As a writer, something I find annoying across the whole spread is the semantic reveal. LLMs are semantic machines, and it is persistently revealed in ways that are weird to the human ear. All of them go out of their way to describe things as “structural,” “connective” as in “connective tissue,” “load-bearing” and “legible.”

Finally, I included a second tab where I asked Claude for analysis across the four outputs, where it suggests that my framing of the question is altogether kind of problematic. It shows how a strong prompt is sometimes also a bad approach.

There are a lot of possible takeaways here, but I’d rather set aside the question of which tool is “good” or “bad” or “better” and think more about the patterns across the tools and their implications.

One of the tricky things about consumer AI tools like Claude and Gemini is that the experience varies widely depending on the person using it, and it’s not always clear why. I have spent a lot of time learning the tools so I can advise on them in my work, and this variance of experience has become a frustrating part of the deal.

I manage a team of writers and creatives at work, and we are expected to be familiar with the tools, despite complex and sometimes hostile feelings about the political and environmental implications of this sector. That’s quite a pickle, organizationally, managerially.

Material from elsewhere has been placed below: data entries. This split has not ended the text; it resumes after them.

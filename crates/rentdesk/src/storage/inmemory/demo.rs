use chrono::{Duration, NaiveDate, Utc};
use rust_decimal::Decimal;
use uuid::Uuid;

use rentdesk_core::auth::{Outlet, Role, UserProfile};
use rentdesk_core::customer::{
    generate_customer_code, materialize_customer, CreateCustomerRequest, InventoryItem, Invoice,
    NewCustomer, RentalOrder, RentalOrderItem,
};

use super::backend::InMemoryBackend;

/// Password shared by every demo account.
pub const DEMO_PASSWORD: &str = "rentdesk-demo";

/// Demo accounts as `(email, role)`.
pub const DEMO_ACCOUNTS: [(&str, Role); 3] = [
    ("admin@rentdesk.test", Role::Admin),
    ("accounts@rentdesk.test", Role::Accountant),
    ("harbor.manager@rentdesk.test", Role::Manager),
];

impl InMemoryBackend {
    /// Creates a backend seeded with demo accounts, outlets and customers.
    ///
    /// The manager account is assigned to a single active outlet so it gets
    /// that outlet pre-selected on login.
    pub async fn with_demo_data() -> Self {
        let backend = Self::new();
        let now = Utc::now();

        let outlets = [
            Outlet::new("Airport"),
            Outlet::new("Harbor"),
            Outlet::new("Old Town").inactive(),
        ];
        for outlet in &outlets {
            backend.insert_outlet(outlet.clone()).await;
        }

        for (email, role) in DEMO_ACCOUNTS {
            let user = backend.register_user(email, DEMO_PASSWORD).await;
            backend
                .insert_profile(UserProfile::new(user.id, role).with_email(email))
                .await;
            if role == Role::Manager {
                backend.assign_outlet(user.id, outlets[1].id).await;
                backend.assign_outlet(user.id, outlets[2].id).await;
            }
        }

        let requests = [
            CreateCustomerRequest::new("business", "Rosa Diaz")
                .with_company_name("Harbor Events Ltd")
                .with_email("rosa@harborevents.test"),
            CreateCustomerRequest::new("individual", "Luis Pereira").with_phone("+598 99 123 456"),
            CreateCustomerRequest::new("business", "Marta Silva")
                .with_company_name("Silva Catering")
                .with_phone("+598 2 900 1234"),
        ];

        let mut customer_ids = Vec::new();
        {
            let mut customers = backend.customers.write().await;
            for (offset, request) in requests.into_iter().enumerate() {
                let created_at = now - Duration::days(offset as i64 + 1);
                let new_customer = NewCustomer {
                    customer_code: generate_customer_code(created_at),
                    details: request,
                    created_by: None,
                };
                let customer = materialize_customer(new_customer, Uuid::new_v4(), created_at);
                customer_ids.push(customer.id);
                customers.insert(customer.id, customer);
            }
        }
        let customer_id = customer_ids[0];

        let tent = InventoryItem {
            id: Uuid::new_v4(),
            name: "Party tent 6x12".to_string(),
            sku: Some("TENT-612".to_string()),
        };
        backend
            .insert_order(RentalOrder {
                id: Uuid::new_v4(),
                order_number: "RO-0001".to_string(),
                customer_id,
                outlet_id: Some(outlets[1].id),
                status: "completed".to_string(),
                start_date: NaiveDate::from_ymd_opt(2024, 3, 8),
                end_date: NaiveDate::from_ymd_opt(2024, 3, 10),
                total_amount: Decimal::new(36000, 2),
                created_at: now - Duration::days(30),
                items: vec![RentalOrderItem {
                    id: Uuid::new_v4(),
                    inventory_item_id: tent.id,
                    quantity: 2,
                    daily_rate: Some(Decimal::new(6000, 2)),
                    inventory_item: Some(tent),
                }],
            })
            .await;

        if let Some(invoice_date) = NaiveDate::from_ymd_opt(2024, 3, 10) {
            backend
                .insert_invoice(Invoice {
                    id: Uuid::new_v4(),
                    invoice_number: "INV-0001".to_string(),
                    customer_id,
                    order_id: None,
                    invoice_date,
                    due_date: invoice_date.checked_add_signed(Duration::days(30)),
                    total_amount: Decimal::new(36000, 2),
                    paid_amount: Decimal::new(10000, 2),
                    status: "partially_paid".to_string(),
                })
                .await;
        }

        backend
    }
}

Borrowing from Haraway, I thought, okay, what if we take these tools seriously as a team of writers and creatives and put our professional standards up against them?

Among other exercises, I did a couple of comparisons on my team that help create discussion around the “plausibility” question. People dismiss LLM outputs as being merely plausible answers, rather than accurate or factual ones. And that’s correct; they are, and that’s the design. In many cases, plausibility is fine. Take Wikipedia, for example, which we understand to be a pretty good source, a plausible source, unless you’re writing a formal paper requiring original sources.

I digress. Ultimately, we needed to understand together that LLMs are not a WYSIWYG tool and talk through the implications.

I asked everyone to run the same paper through their LLM of choice, prompting it for a plain language summary. We then copied and pasted it into a shared doc, and compared and contrasted for discussion. Upon discussion, we had several takeaways, including that they were all similar in spirit but sometimes varying wildly in style and approach.

Knowing that algorithms are responsive and not static, we did it again later in the day and copied and pasted our outputs into the shared doc. We compared and contrasted the difference between AM and PM. Again, it was similar in spirit but varied in style and approach. Some changed dramatically. One team member whose morning summary had been jokey and conversational received a much more staid and serious version in the afternoon.

At the time, I asked Claude to explain the variance: “Even with the same prompt and source material, LLMs don’t produce identical outputs each time. This is by design — there’s a degree of randomness (called “temperature”) in how the model selects words, which means each run produces a slightly different path through the text.”

Anyway, this got our gears turning on how (and whether) to approach LLMs as a team and as individuals and led to good group discussion. (It’s important to create space for criticism and critical approaches here.) It also gave us more confidence as a team responding to this new layer of complexity in our work, and helping our professional contacts and peers think about how to approach the tools and when and whether to use them. There will be tasks where AI-based tools are “good enough,” and tasks where they are not.

The swirl of mystery and speculation around this sector has people up in arms, and it’s useful to have approaches that give people firsthand experience and to see how the experience works for others. The god trick of the singular interface turns out to be a bear for navigating it in the workplace, where our work is foundational, prosocial and specific.